Book of Abstracts: Albany 2011

category image Albany 2011
Conversation 17
June 14-18 2011
©Adenine Press (2010)

Physicochemical Features of Protein-DNA Interactions and the Identification of Interface Region in DNA-Binding Proteins

The use of physicochemical features of protein-protein and protein-DNA interfaces can act as useful constraints in docking studies (1-3). Amino acid residues important for structure and function are evolutionary conserved, and tend to cluster together at the binding site (4-5). Even though recently, there is substantial progress on our understanding of the interactions between DNA and proteins (6-8), still we lack quantitative or semi quantitative description of the surfaces involved. Following the protocol used in protein-protein interfaces (5), here we analyze the clustering of conserved residues in protein-DNA interfaces and show how this and other features, such as the propensity of residues to occur in the interfaces, can be used for the discrimination of the real interface from other random surface patches.

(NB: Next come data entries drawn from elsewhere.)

//! Built-in portfolio content.
//!
//! Everything the page displays that is not chrome: the person's profile,
//! skills, work history, projects, education and contact details.

/// A named group of skills.
#[derive(Debug, Clone, Copy)]
pub struct SkillGroup {
    pub name: &'static str,
    pub skills: &'static [&'static str],
}

/// One position in the work history.
#[derive(Debug, Clone, Copy)]
pub struct Experience {
    pub title: &'static str,
    pub company: &'static str,
    pub period: &'static str,
    pub points: &'static [&'static str],
}

#[derive(Debug, Clone, Copy)]
pub struct Project {
    pub title: &'static str,
    pub description: &'static str,
    pub tech: &'static [&'static str],
    /// Source repository URL.
    pub repository: &'static str,
}

#[derive(Debug, Clone, Copy)]
pub struct Education {
    pub degree: &'static str,
    pub field: &'static str,
    /// Grade, or "Pursuing".
    pub status: &'static str,
    pub institution: &'static str,
}

/// Contact details and social profiles.
#[derive(Debug, Clone, Copy)]
pub struct Contact {
    pub email: &'static str,
    pub location: &'static str,
    pub github: &'static str,
    pub linkedin: &'static str,
}

impl Contact {
    pub fn mailto(&self) -> String {
        format!("mailto:{}", self.email)
    }
}

/// The whole portfolio.
#[derive(Debug, Clone, Copy)]
pub struct Profile {
    pub name: &'static str,
    /// Short role line shown above the name.
    pub role: &'static str,
    /// One-sentence pitch under the typewriter line.
    pub blurb: &'static str,
    /// Phrases cycled by the typewriter.
    pub phrases: &'static [&'static str],
    pub about: &'static [&'static str],
    pub skills: &'static [SkillGroup],
    pub experience: &'static [Experience],
    pub projects: &'static [Project],
    pub education: &'static [Education],
    pub contact: Contact,
    /// Invitation shown in the contact section.
    pub contact_pitch: &'static str,
    pub footer: &'static str,
}

impl Profile {
    /// Initials of the name, used as the navigation brand.
    pub fn initials(&self) -> String {
        self.name
            .split_whitespace()
            .filter_map(|word| word.chars().next())
            .flat_map(char::to_uppercase)
            .collect()
    }
}

/// The built-in profile.
pub fn profile() -> &'static Profile {
    &PROFILE
}

static PROFILE: Profile = Profile {
    name: "Sharon K Varghese",
    role: "Python Full-Stack Developer",
    blurb: "Building scalable, responsive, production-ready web applications with Django, \
            ReactJs / Angular, and modern tech stacks",
    phrases: &[
        "Full-Stack Developer | Python - Django / Flask | Angular / ReactJs",
        "Python Full-Stack Developer",
        "Software Engineer Trainee",
    ],
    about: &[
        "Results-driven Python Full-Stack Developer with hands-on experience building scalable, \
         responsive, and production-ready web applications using Django, React, Angular, REST \
         APIs, and modern databases.",
        "Strong focus on performance, clean architecture, and user-focused design. Experienced \
         in mentoring interns and delivering real-world production features.",
    ],
    skills: &[
        SkillGroup {
            name: "Frontend",
            skills: &["React.js", "Angular", "HTML5", "CSS3", "JavaScript", "Bootstrap"],
        },
        SkillGroup {
            name: "Backend",
            skills: &["Python", "Django", "Flask", "REST APIs"],
        },
        SkillGroup {
            name: "Database",
            skills: &["MySQL", "MongoDB", "SQLite"],
        },
        SkillGroup {
            name: "Tools",
            skills: &["Git", "Docker", "Firebase", "GenAI", "Genkit"],
        },
    ],
    experience: &[
        Experience {
            title: "Software Engineer Trainee",
            company: "Quest Innovative Solutions, Cochin",
            period: "June 2024 - Dec 2025",
            points: &[
                "Full-stack development using Django, React, Angular, and MySQL",
                "Responsive UI development following modern UX standards",
                "Backend-frontend integration for seamless workflows",
                "Mentoring interns in Python and web development",
                "Git-based team collaboration",
            ],
        },
        Experience {
            title: "Python Full-Stack Developer Intern",
            company: "Quest Innovative Solutions, Cochin",
            period: "Mar 2024 - June 2024",
            points: &[
                "Student Management System with authentication and CRUD operations",
                "Mobile-friendly Bootstrap-based interfaces",
                "JavaScript 8×8 chessboard implementation",
                "Python Tkinter applications",
                "SQL query and schema optimization",
            ],
        },
        Experience {
            title: "Fire Alarm Technician",
            company: "Naffco Electro Mechanical Co. (LLC), Abu Dhabi, U.A.E",
            period: "June 2023 - Feb 2024",
            points: &[
                "Performed maintenance and servicing of fire alarm systems",
                "Maintained central battery systems to ensure operational reliability",
                "Conducted servicing of FM200 and foam-based fire suppression systems",
            ],
        },
    ],
    projects: &[
        Project {
            title: "Air Quality Monitoring System",
            description: "Real-time air quality monitoring application with data visualization \
                          and alerting capabilities",
            tech: &["Python", "Django", "React.Js", "REST API", "MySQL", "Cryptography"],
            repository: "https://github.com/sh46on/Air-Monitoring-Dashboard",
        },
        Project {
            title: "Smart Hiking - AI Powered Application",
            description: "AI-powered hiking companion featuring route optimization, weather \
                          prediction, and safety recommendations",
            tech: &["Python", "Django", "GenAI", "Copilot", "OpenWeather", "Daphne", "Docker"],
            repository: "https://github.com/sh46on/Smart-AI-Hiking",
        },
        Project {
            title: "HemoFlow+ - Blood Donation System",
            description: "Comprehensive blood donation management platform connecting donors \
                          with recipients efficiently",
            tech: &["Django", "MySQL", "Javascript", "Bootstrap", "OpenStreetMap"],
            repository: "https://github.com/sh46on/HemoflowPlus",
        },
        Project {
            title: "E-Voting System",
            description: "Secure electronic voting platform with blockchain-inspired \
                          verification and real-time result tracking",
            tech: &[
                "Python",
                "Django",
                "Sqlite3",
                "Tensorflow",
                "Javascript",
                "dlib",
                "WeasyPrint",
                "Cmake",
                "GTK3",
            ],
            repository: "https://github.com/sh46on/E-Voting",
        },
        Project {
            title: "Reverse-OLX",
            description: "A Reverse OLX platform where buyers post their requirements and \
                          sellers respond with offers. Unlike traditional OLX-style listings, \
                          this app flips the flow",
            tech: &["Angular", "Django", "Sqlite3", "daphne", "Django-Rest-Framework"],
            repository: "https://github.com/sh46on/Reverse-OLX",
        },
    ],
    education: &[
        Education {
            degree: "Bachelor of Commerce",
            field: "Finance & Taxation",
            status: "Pursuing",
            institution: "Tandem College - Cochin, Mahatma Gandhi University",
        },
        Education {
            degree: "Diploma",
            field: "Industrial Electrical Engineering",
            status: "90%",
            institution: "Little Flower Engineering Institute, Kalamassery",
        },
        Education {
            degree: "Plus Two",
            field: "Commerce with Computer Application",
            status: "60%",
            institution: "Our Lady Of Mercy Higher Secondary School, Aroor",
        },
        Education {
            degree: "SSLC",
            field: "Kerala State Board",
            status: "72%",
            institution: "Sacred Heart Higher Secondary School, Thevara",
        },
    ],
    contact: Contact {
        email: "sharonvarghese935@gmail.com",
        location: "Ernakulam, Kerala",
        github: "https://github.com/sh46on",
        linkedin: "https://www.linkedin.com/in/sharon-varghese-38ba58325/",
    },
    contact_pitch: "Open to opportunities in Software Engineering, Full-Stack Development, \
                    and innovative product teams.",
    footer: "© 2026 Sharon K Varghese. Crafted with precision and passion.",
};

#[cfg(test)]
mod tests {
    use super::*;

    #[test]
    fn test_initials() {
        assert_eq!(profile().initials(), "SKV");
    }

    #[test]
    fn test_repositories_are_https() {
        for project in profile().projects {
            assert!(project.repository.starts_with("https://github.com/"));
        }
    }

    #[test]
    fn test_phrases_present() {
        assert!(!profile().phrases.is_empty());
        assert!(profile().phrases.iter().all(|p| !p.is_empty()));
    }

    #[test]
    fn test_mailto() {
        assert_eq!(
            profile().contact.mailto(),
            "mailto:sharonvarghese935@gmail.com"
        );
    }
}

In 129 non-redundant interfaces from 126 protein-DNA complexes, 81% have the conserved positions clustered within the overall interface region – indicated by rho (ratio of parameters representing the degree of clustering of conserved residues relative to the overall interface) being greater than 1. The use of rho can identify the interface (with rank 1) from other randomly generated surface patches in ~46% of the cases. The incorporation of the Euclidean distance of the composition of a surface patch from the average value in all protein-DNA interfaces improves the efficiency by another 6%. While the effectiveness of the clustering in the discrimination of the real interface is rather mediocre, the use of Rp (9) (the number of a residue type in a patch multiplied by its propensity to occur in the interface, summed over all the residues in the patch) can identify 81% of the interfaces with rank 1. Another parameter Dp, the number of potential hydrogen bond donors in the patch gives an accuracy of ~65%.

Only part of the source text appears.